Go through the entries and copy every one exactly.

## Records supplied
****************************************

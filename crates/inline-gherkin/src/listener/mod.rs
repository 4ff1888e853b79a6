//! Lifecycle listeners and the bus that drives them.
//!
//! Every event carries enough context to be rendered on its own: the story,
//! the scenario title and, for steps, the display keyword, description and
//! raw table. Listeners observe only; nothing they return reaches the
//! runner. A panicking listener aborts the run.

use std::fmt;
use std::sync::Arc;

use camino::Utf8Path;
use inline_gherkin_table::{Row, Table};

use crate::config::ListenerKind;
use crate::error::{ConfigError, ReportError, StepFailure};
use crate::keyword::StepKeyword;
use crate::story::{Narrative, StoryId};

#[cfg(feature = "diagnostics")]
mod json;
mod logging;
mod report;
mod xml;

#[cfg(feature = "diagnostics")]
pub use json::{JsonFormat, JsonListener};
pub use logging::LogListener;
pub use report::{
    ReportFormat, ReportListener, ScenarioReport, StepReport, StepState, StoryReport,
};
pub use xml::{XmlFormat, XmlListener};

/// Story-level event payload.
#[derive(Debug, Clone, Copy)]
pub struct StoryEvent<'a> {
    /// The story.
    pub story: &'a StoryId,
}

/// Scenario-level event payload.
#[derive(Debug, Clone, Copy)]
pub struct ScenarioEvent<'a> {
    /// The enclosing story.
    pub story: &'a StoryId,
    /// Scenario title.
    pub title: &'a str,
}

/// Step-level event payload.
#[derive(Debug, Clone, Copy)]
pub struct StepEvent<'a> {
    /// The enclosing story.
    pub story: &'a StoryId,
    /// Title of the enclosing scenario.
    pub scenario: &'a str,
    /// Keyword to display, `And` for a repeated type.
    pub keyword: StepKeyword,
    /// Description with the inline table removed.
    pub description: &'a str,
    /// The parsed inline table, when the step declared one.
    pub table: Option<&'a Table<Row>>,
}

/// Observer of story, scenario and step lifecycle events.
///
/// All callbacks default to doing nothing. Implementations receive events
/// from every scenario the runner executes, possibly from several threads,
/// and synchronise their own state.
pub trait Listener: Send + Sync {
    /// A story started.
    fn story_started(&self, _event: &StoryEvent<'_>) {}
    /// The story declared a narrative.
    fn narrative(&self, _event: &StoryEvent<'_>, _narrative: &Narrative) {}
    /// A scenario started.
    fn scenario_started(&self, _event: &ScenarioEvent<'_>) {}
    /// A step is about to run.
    fn step_started(&self, _event: &StepEvent<'_>) {}
    /// A step passed, or its failure was absorbed.
    fn step_succeeded(&self, _event: &StepEvent<'_>) {}
    /// A step failed.
    fn step_failed(&self, _event: &StepEvent<'_>, _failure: &StepFailure) {}
    /// A step was skipped after an earlier failure.
    fn step_skipped(&self, _event: &StepEvent<'_>) {}
    /// A scenario finished without a recorded failure.
    fn scenario_succeeded(&self, _event: &ScenarioEvent<'_>) {}
    /// A scenario finished with a recorded failure.
    fn scenario_failed(&self, _event: &ScenarioEvent<'_>, _failure: &StepFailure) {}
    /// A story finished.
    fn story_finished(&self, _event: &StoryEvent<'_>) {}

    /// Exposes the report-file capability, if the listener has one.
    fn as_file_listener(&self) -> Option<&dyn FileListener> {
        None
    }
}

/// A listener that writes report files when a story ends.
pub trait FileListener {
    /// Writes every finished story not yet written into `base_dir`.
    ///
    /// Does nothing when no story has finished since the last flush.
    ///
    /// # Errors
    ///
    /// Returns [`ReportError`] when rendering or writing a report fails.
    fn flush_to_file(&self, base_dir: &Utf8Path) -> Result<(), ReportError>;
}

/// Fans events out to listeners in registration order.
#[derive(Clone, Default)]
pub struct ListenerBus {
    listeners: Vec<Arc<dyn Listener>>,
}

impl ListenerBus {
    /// Creates an empty bus.
    #[must_use]
    pub fn new() -> Self {
        Self::default()
    }

    /// Registers a listener.
    pub fn register(&mut self, listener: Arc<dyn Listener>) {
        self.listeners.push(listener);
    }

    /// Returns the number of registered listeners.
    #[must_use]
    pub fn len(&self) -> usize {
        self.listeners.len()
    }

    /// Returns `true` when no listener is registered.
    #[must_use]
    pub fn is_empty(&self) -> bool {
        self.listeners.is_empty()
    }

    fn each(&self, mut emit: impl FnMut(&dyn Listener)) {
        for listener in &self.listeners {
            emit(listener.as_ref());
        }
    }

    pub(crate) fn story_started(&self, event: &StoryEvent<'_>, narrative: Option<&Narrative>) {
        self.each(|l| l.story_started(event));
        if let Some(narrative) = narrative {
            self.each(|l| l.narrative(event, narrative));
        }
    }

    pub(crate) fn scenario_started(&self, event: &ScenarioEvent<'_>) {
        self.each(|l| l.scenario_started(event));
    }

    pub(crate) fn step_started(&self, event: &StepEvent<'_>) {
        self.each(|l| l.step_started(event));
    }

    pub(crate) fn step_succeeded(&self, event: &StepEvent<'_>) {
        self.each(|l| l.step_succeeded(event));
    }

    pub(crate) fn step_failed(&self, event: &StepEvent<'_>, failure: &StepFailure) {
        self.each(|l| l.step_failed(event, failure));
    }

    pub(crate) fn step_skipped(&self, event: &StepEvent<'_>) {
        self.each(|l| l.step_skipped(event));
    }

    pub(crate) fn scenario_succeeded(&self, event: &ScenarioEvent<'_>) {
        self.each(|l| l.scenario_succeeded(event));
    }

    pub(crate) fn scenario_failed(&self, event: &ScenarioEvent<'_>, failure: &StepFailure) {
        self.each(|l| l.scenario_failed(event, failure));
    }

    pub(crate) fn story_finished(&self, event: &StoryEvent<'_>) {
        self.each(|l| l.story_finished(event));
    }

    /// Flushes every file-capable listener into `base_dir`.
    ///
    /// All listeners are attempted; the first error is returned.
    ///
    /// # Errors
    ///
    /// Returns the first [`ReportError`] raised by a listener.
    pub fn flush(&self, base_dir: &Utf8Path) -> Result<(), ReportError> {
        let mut first_error = None;
        for file_listener in self
            .listeners
            .iter()
            .filter_map(|listener| listener.as_file_listener())
        {
            if let Err(err) = file_listener.flush_to_file(base_dir) {
                log::warn!("failed to write report into {base_dir}: {err}");
                if first_error.is_none() {
                    first_error = Some(err);
                }
            }
        }
        first_error.map_or(Ok(()), Err)
    }
}

impl fmt::Debug for ListenerBus {
    fn fmt(&self, f: &mut fmt::Formatter<'_>) -> fmt::Result {
        f.debug_struct("ListenerBus")
            .field("listeners", &self.listeners.len())
            .finish()
    }
}

/// Instantiates a built-in listener.
pub(crate) fn builtin(kind: ListenerKind) -> Result<Arc<dyn Listener>, ConfigError> {
    match kind {
        ListenerKind::Xml => Ok(Arc::new(XmlListener::new())),
        ListenerKind::Log => Ok(Arc::new(LogListener::new())),
        #[cfg(feature = "diagnostics")]
        ListenerKind::Json => Ok(Arc::new(JsonListener::new())),
        #[cfg(not(feature = "diagnostics"))]
        ListenerKind::Json => Err(ConfigError::FeatureDisabled {
            name: "json",
            feature: "diagnostics",
        }),
    }
}

#[cfg(test)]
mod tests;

****************************************

## Completed task
filename crates/inline-gherkin/src/listener/mod.rs
repository 4ff1888e853b79a6
//! Lifecycle listeners and the bus that drives them.
//!
//! Every event carries enough context to be rendered on its own: the story,
//! the scenario title and, for steps, the display keyword, description and
//! raw table. Listeners observe only; nothing they return reaches the
//! runner. A panicking listener aborts the run.

use std::fmt;
use std::sync::Arc;

use camino::Utf8Path;
use inline_gherkin_table::{Row, Table};

use crate::config::ListenerKind;
use crate::error::{ConfigError, ReportError, StepFailure};
use crate::keyword::StepKeyword;
use crate::story::{Narrative, StoryId};

#[cfg(feature = "diagnostics")]
mod json;
mod logging;
mod report;
mod xml;

#[cfg(feature = "diagnostics")]
pub use json::{JsonFormat, JsonListener};
pub use logging::LogListener;
pub use report::{
    ReportFormat, ReportListener, ScenarioReport, StepReport, StepState, StoryReport,
};
pub use xml::{XmlFormat, XmlListener};

/// Story-level event payload.
#[derive(Debug, Clone, Copy)]
pub struct StoryEvent<'a> {
    /// The story.
    pub story: &'a StoryId,
}

/// Scenario-level event payload.
#[derive(Debug, Clone, Copy)]
pub struct ScenarioEvent<'a> {
    /// The enclosing story.
    pub story: &'a StoryId,
    /// Scenario title.
    pub title: &'a str,
}

/// Step-level event payload.
#[derive(Debug, Clone, Copy)]
pub struct StepEvent<'a> {
    /// The enclosing story.
    pub story: &'a StoryId,
    /// Title of the enclosing scenario.
    pub scenario: &'a str,
    /// Keyword to display, `And` for a repeated type.
    pub keyword: StepKeyword,
    /// Description with the inline table removed.
    pub description: &'a str,
    /// The parsed inline table, when the step declared one.
    pub table: Option<&'a Table<Row>>,
}

/// Observer of story, scenario and step lifecycle events.
///
/// All callbacks default to doing nothing. Implementations receive events
/// from every scenario the runner executes, possibly from several threads,
/// and synchronise their own state.
pub trait Listener: Send + Sync {
    /// A story started.
    fn story_started(&self, _event: &StoryEvent<'_>) {}
    /// The story declared a narrative.
    fn narrative(&self, _event: &StoryEvent<'_>, _narrative: &Narrative) {}
    /// A scenario started.
    fn scenario_started(&self, _event: &ScenarioEvent<'_>) {}
    /// A step is about to run.
    fn step_started(&self, _event: &StepEvent<'_>) {}
    /// A step passed, or its failure was absorbed.
    fn step_succeeded(&self, _event: &StepEvent<'_>) {}
    /// A step failed.
    fn step_failed(&self, _event: &StepEvent<'_>, _failure: &StepFailure) {}
    /// A step was skipped after an earlier failure.
    fn step_skipped(&self, _event: &StepEvent<'_>) {}
    /// A scenario finished without a recorded failure.
    fn scenario_succeeded(&self, _event: &ScenarioEvent<'_>) {}
    /// A scenario finished with a recorded failure.
    fn scenario_failed(&self, _event: &ScenarioEvent<'_>, _failure: &StepFailure) {}
    /// A story finished.
    fn story_finished(&self, _event: &StoryEvent<'_>) {}

    /// Exposes the report-file capability, if the listener has one.
    fn as_file_listener(&self) -> Option<&dyn FileListener> {
        None
    }
}

/// A listener that writes report files when a story ends.
pub trait FileListener {
    /// Writes every finished story not yet written into `base_dir`.
    ///
    /// Does nothing when no story has finished since the last flush.
    ///
    /// # Errors
    ///
    /// Returns [`ReportError`] when rendering or writing a report fails.
    fn flush_to_file(&self, base_dir: &Utf8Path) -> Result<(), ReportError>;
}

/// Fans events out to listeners in registration order.
#[derive(Clone, Default)]
pub struct ListenerBus {
    listeners: Vec<Arc<dyn Listener>>,
}

impl ListenerBus {
    /// Creates an empty bus.
    #[must_use]
    pub fn new() -> Self {
        Self::default()
    }

    /// Registers a listener.
    pub fn register(&mut self, listener: Arc<dyn Listener>) {
        self.listeners.push(listener);
    }

    /// Returns the number of registered listeners.
    #[must_use]
    pub fn len(&self) -> usize {
        self.listeners.len()
    }

    /// Returns `true` when no listener is registered.
    #[must_use]
    pub fn is_empty(&self) -> bool {
        self.listeners.is_empty()
    }

    fn each(&self, mut emit: impl FnMut(&dyn Listener)) {
        for listener in &self.listeners {
            emit(listener.as_ref());
        }
    }

    pub(crate) fn story_started(&self, event: &StoryEvent<'_>, narrative: Option<&Narrative>) {
        self.each(|l| l.story_started(event));
        if let Some(narrative) = narrative {
            self.each(|l| l.narrative(event, narrative));
        }
    }

    pub(crate) fn scenario_started(&self, event: &ScenarioEvent<'_>) {
        self.each(|l| l.scenario_started(event));
    }

    pub(crate) fn step_started(&self, event: &StepEvent<'_>) {
        self.each(|l| l.step_started(event));
    }

    pub(crate) fn step_succeeded(&self, event: &StepEvent<'_>) {
        self.each(|l| l.step_succeeded(event));
    }

    pub(crate) fn step_failed(&self, event: &StepEvent<'_>, failure: &StepFailure) {
        self.each(|l| l.step_failed(event, failure));
    }

    pub(crate) fn step_skipped(&self, event: &StepEvent<'_>) {
        self.each(|l| l.step_skipped(event));
    }

    pub(crate) fn scenario_succeeded(&self, event: &ScenarioEvent<'_>) {
        self.each(|l| l.scenario_succeeded(event));
    }

    pub(crate) fn scenario_failed(&self, event: &ScenarioEvent<'_>, failure: &StepFailure) {
        self.each(|l| l.scenario_failed(event, failure));
    }

    pub(crate) fn story_finished(&self, event: &StoryEvent<'_>) {
        self.each(|l| l.story_finished(event));
    }

    /// Flushes every file-capable listener into `base_dir`.
    ///
    /// All listeners are attempted; the first error is returned.
    ///
    /// # Errors
    ///
    /// Returns the first [`ReportError`] raised by a listener.
    pub fn flush(&self, base_dir: &Utf8Path) -> Result<(), ReportError> {
        let mut first_error = None;
        for file_listener in self
            .listeners
            .iter()
            .filter_map(|listener| listener.as_file_listener())
        {
            if let Err(err) = file_listener.flush_to_file(base_dir) {
                log::warn!("failed to write report into {base_dir}: {err}");
                if first_error.is_none() {
                    first_error = Some(err);
                }
            }
        }
        first_error.map_or(Ok(()), Err)
    }
}

impl fmt::Debug for ListenerBus {
    fn fmt(&self, f: &mut fmt::Formatter<'_>) -> fmt::Result {
        f.debug_struct("ListenerBus")
            .field("listeners", &self.listeners.len())
            .finish()
    }
}

/// Instantiates a built-in listener.
pub(crate) fn builtin(kind: ListenerKind) -> Result<Arc<dyn Listener>, ConfigError> {
    match kind {
        ListenerKind::Xml => Ok(Arc::new(XmlListener::new())),
        ListenerKind::Log => Ok(Arc::new(LogListener::new())),
        #[cfg(feature = "diagnostics")]
        ListenerKind::Json => Ok(Arc::new(JsonListener::new())),
        #[cfg(not(feature = "diagnostics"))]
        ListenerKind::Json => Err(ConfigError::FeatureDisabled {
            name: "json",
            feature: "diagnostics",
        }),
    }
}

#[cfg(test)]
mod tests;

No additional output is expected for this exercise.